The Lancet paper also reported that the first person who died from the virus, on January 9, passed it along to his wife a week prior. Similarly, another recent report in the New England Journal of Medicine also shows there were already seven health care workers infected by January 11.
“This is the smoking-gun evidence of human-to-human transmission,” Yanzhong Huang, a China expert and senior fellow for global health at the Council on Foreign Relations, told Vox. “But the public was not kept informed about this situation until January 18,” Huang said. Instead, “People were still told there was no strong evidence of human-to-human transmission.”
Meanwhile, Li Wenliang, the physician who had tried to warn his colleagues about the severity of the outbreak back in December, was silenced by police and “forced to sign a statement denouncing his warning as an unfounded and illegal rumor,” according to the New York Times.
On February 7, he died of the coronavirus, the China’s People’s Daily reported. And his was just one tragic example of China’s attempts to control the narrative, quiet dissenters, and censor information. (The latest comes in news that Chinese lawyer and citizen journalist Chen Qiushi, who has been reporting critically on the conditions in Wuhan, has disappeared.)
That’s not all. Lawrence Gostin, a global health law professor at Georgetown University, pointed out that while China deserves credit for sharing 2019-nCoV’s genetic sequence shortly after announcing the outbreak, it “has not been forthcoming with additional information about the virus from different samples at different times in different regions.”
Nor have Chinese scientists shared the virus itself with other national labs. And yet this information is crucial for understanding “whether the virus mutated, how, and also about its transmissibility,” Gostin explained.

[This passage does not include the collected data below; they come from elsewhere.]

use exam_core::model::{ChapterId, OPTION_COUNT, Question, QuestionId};
use exam_core::session::{Effect, GenerationTicket, PassPolicy, QuizEvent, QuizView, SessionError, SessionState};
use exam_core::Catalog;

fn generated(count: usize) -> Vec<Question> {
    (0..count)
        .map(|index| {
            Question::new(
                QuestionId::from_position(index),
                format!("प्रश्न {}", index + 1),
                ["क".into(), "ख".into(), "ग".into(), "घ".into()],
                (index * 3) % OPTION_COUNT,
                "व्याख्या",
            )
            .unwrap()
        })
        .collect()
}

fn expect_ticket(effect: Effect) -> GenerationTicket {
    match effect {
        Effect::Generate(ticket) => ticket,
        other => panic!("expected a generation request, got {other:?}"),
    }
}

fn select(state: &mut SessionState, question: &Question, option: usize) {
    state
        .apply(QuizEvent::SelectAnswer {
            question_id: question.id(),
            option,
        })
        .unwrap();
}

#[test]
fn chapter_attempt_scores_seven_of_ten() {
    let catalog = Catalog::ic38();
    let chapter = catalog.find(ChapterId::new(3)).unwrap().clone();
    let mut state = SessionState::new();

    let ticket = expect_ticket(state.apply(QuizEvent::StartAttempt(chapter)).unwrap());
    assert_eq!(ticket.expected_count(), 10);
    state.apply(ticket.succeeded(generated(10))).unwrap();
    assert_eq!(state.view(), QuizView::Quiz);
    assert_eq!(state.questions().len(), 10);

    let questions = state.questions().to_vec();
    // Questions 1-3 wrong, 4-9 right.
    for (index, question) in questions.iter().take(9).enumerate() {
        let option = if index < 3 {
            (question.correct_answer_index() + 1) % OPTION_COUNT
        } else {
            question.correct_answer_index()
        };
        select(&mut state, question, option);
        state.apply(QuizEvent::Next).unwrap();
    }
    assert_eq!(state.current_index(), 9);
    assert!(!state.is_current_answered());

    let err = state.apply(QuizEvent::Submit).unwrap_err();
    assert_eq!(err, SessionError::Unanswered { unanswered: 1 });
    assert_eq!(state.view(), QuizView::Quiz);

    select(&mut state, &questions[9], questions[9].correct_answer_index());
    assert!(state.all_answered());
    state.apply(QuizEvent::Submit).unwrap();

    assert_eq!(state.view(), QuizView::Results);
    assert_eq!(state.score(), Some(7));
    let report = state.score_report(&PassPolicy::default()).unwrap();
    assert_eq!(report.percentage, 70);
    assert!(report.passed);

    let review = state.review();
    assert_eq!(review.len(), 10);
    assert_eq!(review.iter().filter(|r| r.is_correct).count(), 7);
    assert!(!review[0].is_correct);
    assert!(review[9].is_correct);
}

#[test]
fn mock_exam_all_correct() {
    let catalog = Catalog::ic38();
    let mut state = SessionState::new();

    let ticket = expect_ticket(
        state
            .apply(QuizEvent::StartAttempt(catalog.mock_chapter().clone()))
            .unwrap(),
    );
    assert_eq!(ticket.expected_count(), 30);
    state.apply(ticket.succeeded(generated(30))).unwrap();
    assert_eq!(state.questions().len(), 30);

    for question in state.questions().to_vec() {
        select(&mut state, &question, question.correct_answer_index());
    }
    state.apply(QuizEvent::Submit).unwrap();

    assert_eq!(state.score(), Some(30));
    let report = state.score_report(&PassPolicy::default()).unwrap();
    assert_eq!(report.percentage, 100);
    assert!(report.passed);
}

#[test]
fn final_selection_is_what_gets_scored() {
    let mut state = SessionState::new();
    let chapter = Catalog::ic38().chapters()[0].clone();
    let ticket = expect_ticket(state.apply(QuizEvent::StartAttempt(chapter)).unwrap());
    state.apply(ticket.succeeded(generated(10))).unwrap();

    let questions = state.questions().to_vec();
    for question in &questions {
        select(&mut state, question, question.correct_answer_index());
    }
    // Change the mind on the first two.
    for question in questions.iter().take(2) {
        select(&mut state, question, (question.correct_answer_index() + 2) % OPTION_COUNT);
    }
    state.apply(QuizEvent::Submit).unwrap();
    assert_eq!(state.score(), Some(8));
}

#[test]
fn retry_after_results_starts_over() {
    let mut state = SessionState::new();
    let chapter = Catalog::ic38().chapters()[5].clone();
    let first = expect_ticket(state.apply(QuizEvent::StartAttempt(chapter)).unwrap());
    state.apply(first.succeeded(generated(10))).unwrap();
    for question in state.questions().to_vec() {
        select(&mut state, &question, 0);
    }
    state.apply(QuizEvent::Next).unwrap();
    state.apply(QuizEvent::Submit).unwrap();

    let second = expect_ticket(state.apply(QuizEvent::Retry).unwrap());
    assert_ne!(first.attempt(), second.attempt());
    assert_eq!(second.chapter().id(), ChapterId::new(6));

    // The old ticket can no longer land.
    assert_eq!(state.apply(first.succeeded(generated(10))).unwrap(), Effect::Discarded);

    state.apply(second.succeeded(generated(10))).unwrap();
    assert_eq!(state.view(), QuizView::Quiz);
    assert!(state.answers().is_empty());
    assert_eq!(state.current_index(), 0);
    assert_eq!(state.score(), None);
}
use super::GenerationScope;

const RESPONSE_SHAPE: &str = r#"Respond with a single JSON object and nothing else:
{"questions": [{"text": "...", "options": ["...", "...", "...", "..."], "correctAnswerIndex": 0, "explanation": "..."}]}"#;

/// Prompt for an IC38 multiple-choice quiz in Hindi.
#[must_use]
pub fn build_prompt(scope: &GenerationScope) -> String {
    let count = scope.expected_count();
    let topic = match scope {
        GenerationScope::SingleChapter {
            chapter_id,
            title,
            description,
        } => format!(
            "Create a {count}-question multiple choice quiz (MCQ) for the IC38 Insurance Agents Exam in Hindi.\n\
             Topic: Chapter {chapter_id} - {title}\n\
             Description: {description}\n\
             Context: This is for Indian Life Insurance Agents. Ensure questions align with the Insurance Institute of India syllabus.\n\
             Difficulty: Mix of Easy, Medium, and Hard."
        ),
        GenerationScope::FullSyllabus => format!(
            "Create a comprehensive {count}-question mock exam (MCQ) for the IC38 Insurance Agents syllabus in Hindi.\n\
             Scope: All 21 chapters (Common, Life, and Health Insurance sections).\n\
             Context: This is a full practice test for the IRDAI IC38 exam.\n\
             Distribute questions across all 21 chapters to cover the entire syllabus, \
             mixing theoretical and practical scenario-based questions."
        ),
    };

    format!(
        "{topic}\n\n\
         Requirements:\n\
         - Exactly {count} questions.\n\
         - Question text, options and explanations must be in Hindi (Devanagari script).\n\
         - Exactly 4 options per question.\n\
         - correctAnswerIndex is the 0-based index (0-3) of the correct option.\n\
         - explanation briefly says why the answer is correct.\n\n\
         {RESPONSE_SHAPE}"
    )
}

Ditto the 2014-16 Ebola epidemic, when the three West African countries at the center of the outbreak didn’t have the disease surveillance networks in place to quickly identify the spread of the virus, delaying the global response for months. Then other countries implemented travel and trade bans on West Africa, despite that not being recommended under the IHR. Again, WHO was criticized for doing too little, too late.

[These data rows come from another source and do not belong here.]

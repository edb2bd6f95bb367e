use exam_core::Catalog;
use serde_json::json;
use services::{GenerationError, GeneratorConfig, HttpQuestionGenerator, QuestionGenerator, SchemaError};
use wiremock::matchers::{body_partial_json, header, method, path};
use wiremock::{Mock, MockServer, ResponseTemplate};

fn questions_json(count: usize) -> String {
    let questions: Vec<_> = (0..count)
        .map(|i| {
            json!({
                "id": 1,
                "text": format!("प्रश्न {i}"),
                "options": ["क", "ख", "ग", "घ"],
                "correctAnswerIndex": i % 4,
                "explanation": "व्याख्या"
            })
        })
        .collect();
    json!({ "questions": questions }).to_string()
}

fn completion(content: &str) -> serde_json::Value {
    json!({
        "choices": [
            { "message": { "role": "assistant", "content": content } }
        ]
    })
}

fn generator_for(server: &MockServer) -> HttpQuestionGenerator {
    let config = GeneratorConfig::new("test-key")
        .with_base_url(format!("{}/v1/", server.uri()))
        .with_model("test-model");
    HttpQuestionGenerator::new(Some(config))
}

#[tokio::test]
async fn chapter_request_returns_ten_questions_with_dense_ids() {
    let server = MockServer::start().await;
    Mock::given(method("POST"))
        .and(path("/v1/chat/completions"))
        .and(header("authorization", "Bearer test-key"))
        .and(body_partial_json(json!({
            "model": "test-model",
            "response_format": { "type": "json_object" }
        })))
        .respond_with(ResponseTemplate::new(200).set_body_json(completion(&questions_json(10))))
        .expect(1)
        .mount(&server)
        .await;

    let generator = generator_for(&server);
    let catalog = Catalog::ic38();
    let chapter = &catalog.chapters()[0];
    let questions = generator.generate_for_chapter(chapter).await.unwrap();

    assert_eq!(questions.len(), 10);
    let ids: Vec<u32> = questions.iter().map(|q| q.id().value()).collect();
    assert_eq!(ids, (1..=10).collect::<Vec<_>>());
    assert_eq!(questions[2].correct_answer_index(), 2);
}

#[tokio::test]
async fn mock_exam_returns_thirty_questions() {
    let server = MockServer::start().await;
    Mock::given(method("POST"))
        .and(path("/v1/chat/completions"))
        .respond_with(ResponseTemplate::new(200).set_body_json(completion(&questions_json(30))))
        .mount(&server)
        .await;

    let questions = generator_for(&server)
        .generate_mock_exam()
        .await
        .unwrap();
    assert_eq!(questions.len(), 30);
}

#[tokio::test]
async fn server_error_is_reported_with_status() {
    let server = MockServer::start().await;
    Mock::given(method("POST"))
        .respond_with(ResponseTemplate::new(500))
        .mount(&server)
        .await;

    let err = generator_for(&server)
        .generate_mock_exam()
        .await
        .unwrap_err();
    assert!(matches!(err, GenerationError::HttpStatus(status) if status.as_u16() == 500));
}

#[tokio::test]
async fn short_question_list_is_a_schema_error() {
    let server = MockServer::start().await;
    Mock::given(method("POST"))
        .respond_with(ResponseTemplate::new(200).set_body_json(completion(&questions_json(8))))
        .mount(&server)
        .await;

    let catalog = Catalog::ic38();
    let chapter = &catalog.chapters()[4];
    let err = generator_for(&server)
        .generate_for_chapter(chapter)
        .await
        .unwrap_err();
    assert!(matches!(
        err,
        GenerationError::Schema(SchemaError::WrongCount {
            expected: 10,
            actual: 8
        })
    ));
}

#[tokio::test]
async fn non_json_content_is_a_schema_error() {
    let server = MockServer::start().await;
    Mock::given(method("POST"))
        .respond_with(ResponseTemplate::new(200).set_body_json(completion("not json at all")))
        .mount(&server)
        .await;

    let err = generator_for(&server)
        .generate_mock_exam()
        .await
        .unwrap_err();
    assert!(matches!(err, GenerationError::Schema(SchemaError::InvalidJson(_))));
}

#[tokio::test]
async fn missing_content_is_empty_response() {
    let server = MockServer::start().await;
    Mock::given(method("POST"))
        .respond_with(ResponseTemplate::new(200).set_body_json(json!({ "choices": [] })))
        .mount(&server)
        .await;

    let err = generator_for(&server)
        .generate_mock_exam()
        .await
        .unwrap_err();
    assert!(matches!(err, GenerationError::EmptyResponse));
}

#[tokio::test]
async fn missing_key_never_reaches_the_server() {
    let server = MockServer::start().await;
    Mock::given(method("POST"))
        .respond_with(ResponseTemplate::new(200))
        .expect(0)
        .mount(&server)
        .await;

    let generator = HttpQuestionGenerator::new(None);
    let err = generator.generate_mock_exam().await.unwrap_err();
    assert!(matches!(err, GenerationError::Configuration));
    assert_eq!(err.failure(), exam_core::QuizFailure::Configuration);
}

“We’ve seen travel restrictions with every major outbreak from SARS through to Ebola in West Africa,” Gostin said. With the new coronavirus outbreak, countries around the world — from the US to Russia to Australia — are putting travel bans in place and closing their borders to China.
“The IHR operates on mutual trust largely, and it is a mutual trust,” Eccleston-Turner said. “That mutual trust has been eroded over a number of outbreaks where member states have ignored the recommendations from WHO.”
There’s even a debate about whether the IHR should be called a set of laws, Sridhar said. “You can contest whether you call it binding legislation if there’s no consequence.” While there’s been some discussion about tying a country’s performance during a pandemic to financial levers, such as World Bank or International Monetary Fund loans, little has happened in the way of reform, Sridhar added. How many more outbreaks, how many more deaths, will it take to change that?